I usually don’t pay much attention to the local news, but in the break room at work today this headline caught my eye. First few of ‘graphs:
With his wild-haired Charles Manson look and a long history of delusional thinking, self-inflicted injuries and gibberish speech, Steven Kenneth Staley, when off his anti-psychotic medication, is the picture of madness.
Found guilty in 1991 of murdering a Fort Worth restaurant manager during a botched holdup, Staley, 43, has spent much of the past 15 years on death row, in and out of a schizophrenic haze.
Claiming doctors are trying to poison him, he regularly refuses to take his medicine, leaving him with a shaky grasp of his legal circumstances.

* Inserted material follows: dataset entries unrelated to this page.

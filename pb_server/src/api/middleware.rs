//! Bearer-token gate in front of the battle routes.
//!
//! Tokens are issued by the account service; this layer only checks them with
//! the shared HS256 secret and stores the token subject as the caller's
//! [`RoleId`] extension. Handlers take it with `Extension<RoleId>`.

use axum::{
    extract::{Request, State},
    http::{HeaderMap, StatusCode, header::AUTHORIZATION},
    middleware::Next,
    response::Response,
};
use pet_battle::{
    auth::{AuthError, AuthResult},
    battle::RoleId,
};

use super::{AppState, request_id::RequestId};
use crate::{logging, metrics};

fn bearer_token(headers: &HeaderMap) -> AuthResult<&str> {
    headers
        .get(AUTHORIZATION)
        .and_then(|value| value.to_str().ok())
        .and_then(|value| value.strip_prefix("Bearer "))
        .map(str::trim)
        .filter(|token| !token.is_empty())
        .ok_or(AuthError::MissingToken)
}

/// Reject the request with 401 unless it carries a valid access token
pub async fn auth_middleware(
    State(state): State<AppState>,
    mut request: Request,
    next: Next,
) -> Result<Response, StatusCode> {
    let verified = bearer_token(request.headers()).and_then(|token| state.verifier.verify(token));

    match verified {
        Ok(claims) => {
            let role_id: RoleId = claims.sub;
            request.extensions_mut().insert(role_id);
            Ok(next.run(request).await)
        }
        Err(e) => {
            let request_id = request.extensions().get::<RequestId>().map(RequestId::as_str);
            metrics::rejected_tokens_total();
            logging::rejected_token(request_id, &e.to_string());
            Err(StatusCode::UNAUTHORIZED)
        }
    }
}
//! Pool and deadline settings for the ledger database.

use std::{env, str::FromStr, time::Duration};

/// PostgreSQL pool settings plus the deadlines [`crate::ledger::PgLedger`]
/// applies to its statements
#[derive(Debug, Clone, PartialEq, Eq)]
pub struct DatabaseConfig {
    pub database_url: String,
    pub max_connections: u32,
    pub min_connections: u32,

    /// Wait for a pooled connection before failing
    pub acquire_timeout: Duration,
    pub idle_timeout: Duration,
    pub max_lifetime: Duration,

    /// Deadline for one ledger statement outside a transaction
    pub query_timeout: Duration,
    /// Deadline for opening a ledger transaction
    pub begin_timeout: Duration,
}

impl DatabaseConfig {
    /// Defaults around an explicit URL
    pub fn with_url(database_url: impl Into<String>) -> Self {
        Self {
            database_url: database_url.into(),
            max_connections: 20,
            min_connections: 2,
            acquire_timeout: Duration::from_secs(10),
            idle_timeout: Duration::from_secs(600),
            max_lifetime: Duration::from_secs(1800),
            query_timeout: Duration::from_secs(5),
            begin_timeout: Duration::from_secs(10),
        }
    }

    /// Read the configuration from the environment
    ///
    /// `DATABASE_URL` is required. Optional overrides:
    ///
    /// | Variable | Unit | Default |
    /// |---|---|---|
    /// | `DB_MAX_CONNECTIONS` | count | 20 |
    /// | `DB_MIN_CONNECTIONS` | count | 2 |
    /// | `DB_CONNECTION_TIMEOUT` | seconds | 10 |
    /// | `DB_IDLE_TIMEOUT` | seconds | 600 |
    /// | `DB_MAX_LIFETIME` | seconds | 1800 |
    /// | `DB_QUERY_TIMEOUT_MS` | milliseconds | 5000 |
    /// | `DB_BEGIN_TIMEOUT_MS` | milliseconds | 10000 |
    ///
    /// # Errors
    ///
    /// Names the variable that is missing or does not parse.
    pub fn from_env() -> Result<Self, String> {
        let url = env::var("DATABASE_URL").map_err(|_| "DATABASE_URL must be set".to_string())?;
        let defaults = Self::with_url(url);

        Ok(Self {
            max_connections: read("DB_MAX_CONNECTIONS", defaults.max_connections)?,
            min_connections: read("DB_MIN_CONNECTIONS", defaults.min_connections)?,
            acquire_timeout: Duration::from_secs(read(
                "DB_CONNECTION_TIMEOUT",
                defaults.acquire_timeout.as_secs(),
            )?),
            idle_timeout: Duration::from_secs(read(
                "DB_IDLE_TIMEOUT",
                defaults.idle_timeout.as_secs(),
            )?),
            max_lifetime: Duration::from_secs(read(
                "DB_MAX_LIFETIME",
                defaults.max_lifetime.as_secs(),
            )?),
            query_timeout: Duration::from_millis(read(
                "DB_QUERY_TIMEOUT_MS",
                defaults.query_timeout.as_millis() as u64,
            )?),
            begin_timeout: Duration::from_millis(read(
                "DB_BEGIN_TIMEOUT_MS",
                defaults.begin_timeout.as_millis() as u64,
            )?),
            ..defaults
        })
    }
}

impl Default for DatabaseConfig {
    fn default() -> Self {
        Self::with_url("postgres://postgres@localhost/pet_battle")
    }
}

fn read<T: FromStr>(name: &str, default: T) -> Result<T, String> {
    match env::var(name) {
        Ok(raw) => raw
            .trim()
            .parse()
            .map_err(|_| format!("{name} must be a number, got {raw:?}")),
        Err(_) => Ok(default),
    }
}
//! Battle templates and the pet catalog.

use serde::{Deserialize, Serialize};
use std::{collections::HashMap, path::Path, sync::Arc};
use thiserror::Error;

/// Battle template ID type
pub type TemplateId = i32;

/// Pet ID type
pub type PetId = i32;

/// Grid cell index, `1..=grid_count`
pub type Cell = i32;

/// Kind of resource held in the item/pet ledger
#[derive(Debug, Clone, Copy, PartialEq, Eq, Hash, Serialize, Deserialize)]
#[serde(rename_all = "lowercase")]
pub enum ResourceKind {
    Item,
    Pet,
}

impl std::fmt::Display for ResourceKind {
    fn fmt(&self, f: &mut std::fmt::Formatter<'_>) -> std::fmt::Result {
        match self {
            ResourceKind::Item => write!(f, "item"),
            ResourceKind::Pet => write!(f, "pet"),
        }
    }
}

/// A quantity of one ledger resource (entry requirement, entry fee or reward)
#[derive(Debug, Clone, Copy, PartialEq, Eq, Serialize, Deserialize)]
pub struct ResourceAmount {
    pub kind: ResourceKind,
    pub resource_id: i32,
    pub quantity: i64,
}

impl ResourceAmount {
    pub fn pet(pet_id: PetId, quantity: i64) -> Self {
        Self {
            kind: ResourceKind::Pet,
            resource_id: pet_id,
            quantity,
        }
    }

    pub fn item(item_id: i32, quantity: i64) -> Self {
        Self {
            kind: ResourceKind::Item,
            resource_id: item_id,
            quantity,
        }
    }

    /// Same resource with the quantity multiplied by `factor`
    pub fn scaled(&self, factor: i64) -> Self {
        Self {
            quantity: self.quantity.saturating_mul(factor),
            ..*self
        }
    }
}

fn default_entry_pet_cost() -> i64 {
    1
}

/// Immutable per-battle-type configuration.
///
/// Durations are in whole seconds, matching the unix timestamps stored on desks.
#[derive(Debug, Clone, PartialEq, Eq, Serialize, Deserialize)]
pub struct BattleTemplate {
    pub id: TemplateId,

    #[serde(default)]
    pub name: String,

    /// Join window measured from desk creation
    pub match_window_secs: i64,

    pub total_rounds: usize,

    /// Betting time of each round, one entry per round
    pub round_durations: Vec<i64>,

    /// Pause after each round's elimination
    pub round_interval_secs: i64,

    /// Seat capacity
    pub capacity: usize,

    /// Resources a player must hold to join
    #[serde(default)]
    pub entry_requirements: Vec<ResourceAmount>,

    /// Units of the chosen pet debited on join
    #[serde(default = "default_entry_pet_cost")]
    pub entry_pet_cost: i64,

    pub total_bonus: i64,

    pub grid_count: Cell,

    #[serde(default)]
    pub bot_fill: bool,

    /// Reward entries, each scaled by the winner's bonus
    #[serde(default)]
    pub rewards: Vec<ResourceAmount>,

    /// Onboarding desk that steers eliminations away from its player
    #[serde(default)]
    pub tutorial: bool,
}

impl BattleTemplate {
    /// Validate template consistency
    pub fn validate(&self) -> Result<(), String> {
        if self.total_rounds == 0 {
            return Err("Total rounds must be at least 1".to_string());
        }

        if self.round_durations.len() != self.total_rounds {
            return Err(format!(
                "Expected {} round durations, got {}",
                self.total_rounds,
                self.round_durations.len()
            ));
        }

        if self.round_durations.iter().any(|d| *d <= 0) {
            return Err("Round durations must be positive".to_string());
        }

        if self.match_window_secs <= 0 {
            return Err("Match window must be positive".to_string());
        }

        if self.round_interval_secs < 0 {
            return Err("Round interval cannot be negative".to_string());
        }

        if self.capacity == 0 {
            return Err("Capacity must be at least 1".to_string());
        }

        // One cell is removed per round and at least one must survive the last round.
        if self.grid_count <= self.total_rounds as Cell {
            return Err(format!(
                "Grid count {} must exceed total rounds {}",
                self.grid_count, self.total_rounds
            ));
        }

        if self.total_bonus < 0 {
            return Err("Total bonus cannot be negative".to_string());
        }

        if self.entry_pet_cost < 0 {
            return Err("Entry pet cost cannot be negative".to_string());
        }

        Ok(())
    }

    /// Bonus pool released per round before the final one
    pub fn base_bonus(&self) -> i64 {
        self.total_bonus / self.total_rounds as i64
    }

    /// Betting duration of a 1-based round
    pub fn round_duration(&self, round: usize) -> i64 {
        round
            .checked_sub(1)
            .and_then(|i| self.round_durations.get(i))
            .copied()
            .unwrap_or(0)
    }

    /// Resources debited on join for the chosen pet
    pub fn entry_fee(&self, pet_id: PetId) -> ResourceAmount {
        ResourceAmount::pet(pet_id, self.entry_pet_cost)
    }
}

/// Errors raised while loading the template catalog
#[derive(Debug, Error)]
pub enum CatalogError {
    #[error("Failed to read catalog: {0}")]
    Io(#[from] std::io::Error),

    #[error("Failed to parse catalog: {0}")]
    Parse(#[from] serde_json::Error),

    #[error("Invalid template {id}: {reason}")]
    InvalidTemplate { id: TemplateId, reason: String },

    #[error("Duplicate template id {0}")]
    DuplicateTemplate(TemplateId),

    #[error("Catalog has no pets")]
    NoPets,
}

#[derive(Deserialize)]
struct CatalogFile {
    pets: Vec<PetId>,
    templates: Vec<BattleTemplate>,
}

/// Read-only lookup of templates and known pets
#[derive(Debug, Clone, Default)]
pub struct TemplateCatalog {
    templates: HashMap<TemplateId, Arc<BattleTemplate>>,
    pets: Vec<PetId>,
}

impl TemplateCatalog {
    /// Build a catalog, validating every template
    pub fn new(templates: Vec<BattleTemplate>, pets: Vec<PetId>) -> Result<Self, CatalogError> {
        if pets.is_empty() {
            return Err(CatalogError::NoPets);
        }

        let mut by_id = HashMap::with_capacity(templates.len());
        for template in templates {
            template
                .validate()
                .map_err(|reason| CatalogError::InvalidTemplate {
                    id: template.id,
                    reason,
                })?;

            let id = template.id;
            if by_id.insert(id, Arc::new(template)).is_some() {
                return Err(CatalogError::DuplicateTemplate(id));
            }
        }

        Ok(Self {
            templates: by_id,
            pets,
        })
    }

    /// Parse a catalog from its JSON representation
    ///
    /// ```
    /// use pet_battle::battle::TemplateCatalog;
    ///
    /// let catalog = TemplateCatalog::from_json(r#"{
    ///     "pets": [101, 102],
    ///     "templates": [{
    ///         "id": 1, "match_window_secs": 30, "total_rounds": 1,
    ///         "round_durations": [10], "round_interval_secs": 2,
    ///         "capacity": 4, "total_bonus": 100, "grid_count": 6
    ///     }]
    /// }"#).unwrap();
    /// assert!(catalog.get(1).is_some());
    /// ```
    pub fn from_json(json: &str) -> Result<Self, CatalogError> {
        let file: CatalogFile = serde_json::from_str(json)?;
        Self::new(file.templates, file.pets)
    }

    /// Load a catalog from a JSON file
    pub fn load(path: impl AsRef<Path>) -> Result<Self, CatalogError> {
        let json = std::fs::read_to_string(path)?;
        Self::from_json(&json)
    }

    pub fn get(&self, id: TemplateId) -> Option<Arc<BattleTemplate>> {
        self.templates.get(&id).cloned()
    }

    pub fn is_known_pet(&self, pet_id: PetId) -> bool {
        self.pets.contains(&pet_id)
    }

    pub fn pets(&self) -> &[PetId] {
        &self.pets
    }

    pub fn template_count(&self) -> usize {
        self.templates.len()
    }
}

#[cfg(test)]
pub(crate) mod tests {
    use super::*;

    /// 30s window, 3 rounds of 10s, 2s interval, 4 seats, 6 cells, 600 bonus
    pub(crate) fn scenario_template() -> BattleTemplate {
        BattleTemplate {
            id: 7,
            name: "Scenario".to_string(),
            match_window_secs: 30,
            total_rounds: 3,
            round_durations: vec![10, 10, 10],
            round_interval_secs: 2,
            capacity: 4,
            entry_requirements: vec![],
            entry_pet_cost: 1,
            total_bonus: 600,
            grid_count: 6,
            bot_fill: true,
            rewards: vec![ResourceAmount::item(1, 1)],
            tutorial: false,
        }
    }

    #[test]
    fn test_scenario_template_is_valid() {
        assert!(scenario_template().validate().is_ok());
    }

    #[test]
    fn test_validate_duration_count_mismatch() {
        let mut template = scenario_template();
        template.round_durations.pop();
        assert!(template.validate().is_err());
    }

    #[test]
    fn test_validate_grid_must_exceed_rounds() {
        let mut template = scenario_template();
        template.grid_count = 3;
        assert!(template.validate().is_err());
    }

    #[test]
    fn test_validate_zero_capacity() {
        let mut template = scenario_template();
        template.capacity = 0;
        assert!(template.validate().is_err());
    }

    #[test]
    fn test_base_bonus() {
        assert_eq!(scenario_template().base_bonus(), 200);
    }

    #[test]
    fn test_round_duration_out_of_range() {
        let template = scenario_template();
        assert_eq!(template.round_duration(0), 0);
        assert_eq!(template.round_duration(1), 10);
        assert_eq!(template.round_duration(4), 0);
    }

    #[test]
    fn test_reward_scaling() {
        let reward = ResourceAmount::item(9, 3).scaled(50);
        assert_eq!(reward.quantity, 150);
        assert_eq!(reward.resource_id, 9);
    }

    #[test]
    fn test_catalog_rejects_duplicates() {
        let result = TemplateCatalog::new(vec![scenario_template(), scenario_template()], vec![1]);
        assert!(matches!(result, Err(CatalogError::DuplicateTemplate(7))));
    }

    #[test]
    fn test_catalog_rejects_invalid_template() {
        let mut template = scenario_template();
        template.total_rounds = 0;
        let result = TemplateCatalog::new(vec![template], vec![1]);
        assert!(matches!(result, Err(CatalogError::InvalidTemplate { id: 7, .. })));
    }

    #[test]
    fn test_catalog_from_json_defaults() {
        let catalog = TemplateCatalog::from_json(
            r#"{
                "pets": [101],
                "templates": [{
                    "id": 3, "match_window_secs": 20, "total_rounds": 2,
                    "round_durations": [5, 5], "round_interval_secs": 1,
                    "capacity": 2, "total_bonus": 10, "grid_count": 4
                }]
            }"#,
        )
        .unwrap();

        let template = catalog.get(3).unwrap();
        assert_eq!(template.entry_pet_cost, 1);
        assert!(!template.bot_fill);
        assert!(!template.tutorial);
        assert!(catalog.is_known_pet(101));
        assert!(!catalog.is_known_pet(102));
    }
}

The state, however, is trying to force him to take his medication. So that he’s competent to be executed. As a death penalty opponent, and a person who’s generally against forcible medication, this is doubly appalling. Not only does the state want to use its ultimate authority to kill a man, which it certainly does not have the right to do, they want to forcibly medicate him for the express purpose of making it legal to put a needle into his arm. Disgusting.
I suppose that whether he was competent to face the death penalty at the time of the murder is a relevant question, and as he was found guilty it seems that question has been answered in the affirmative. However, according to state and Federal precedent, he must be competent at the time of his execution. He obviously isn’t, and the state wants to force him into competency for the express purpose of causing his death. Prisoners may only be forcibly medicated when they pose a danger to themselves or to others, Staley has not been reported as either (aside from the obvious murder conviction, which he was competent for), and therefore the state doesn’t have a compelling reason to force medication upon him. Other than the bloodlust of the Tarrant County prosecutor, that is.
Staley’s case doesn’t make a good one for death penalty opponents to hang our hats on, but it does demonstrate the pernicious lengths to which the state will go just to make sure some people end up dead.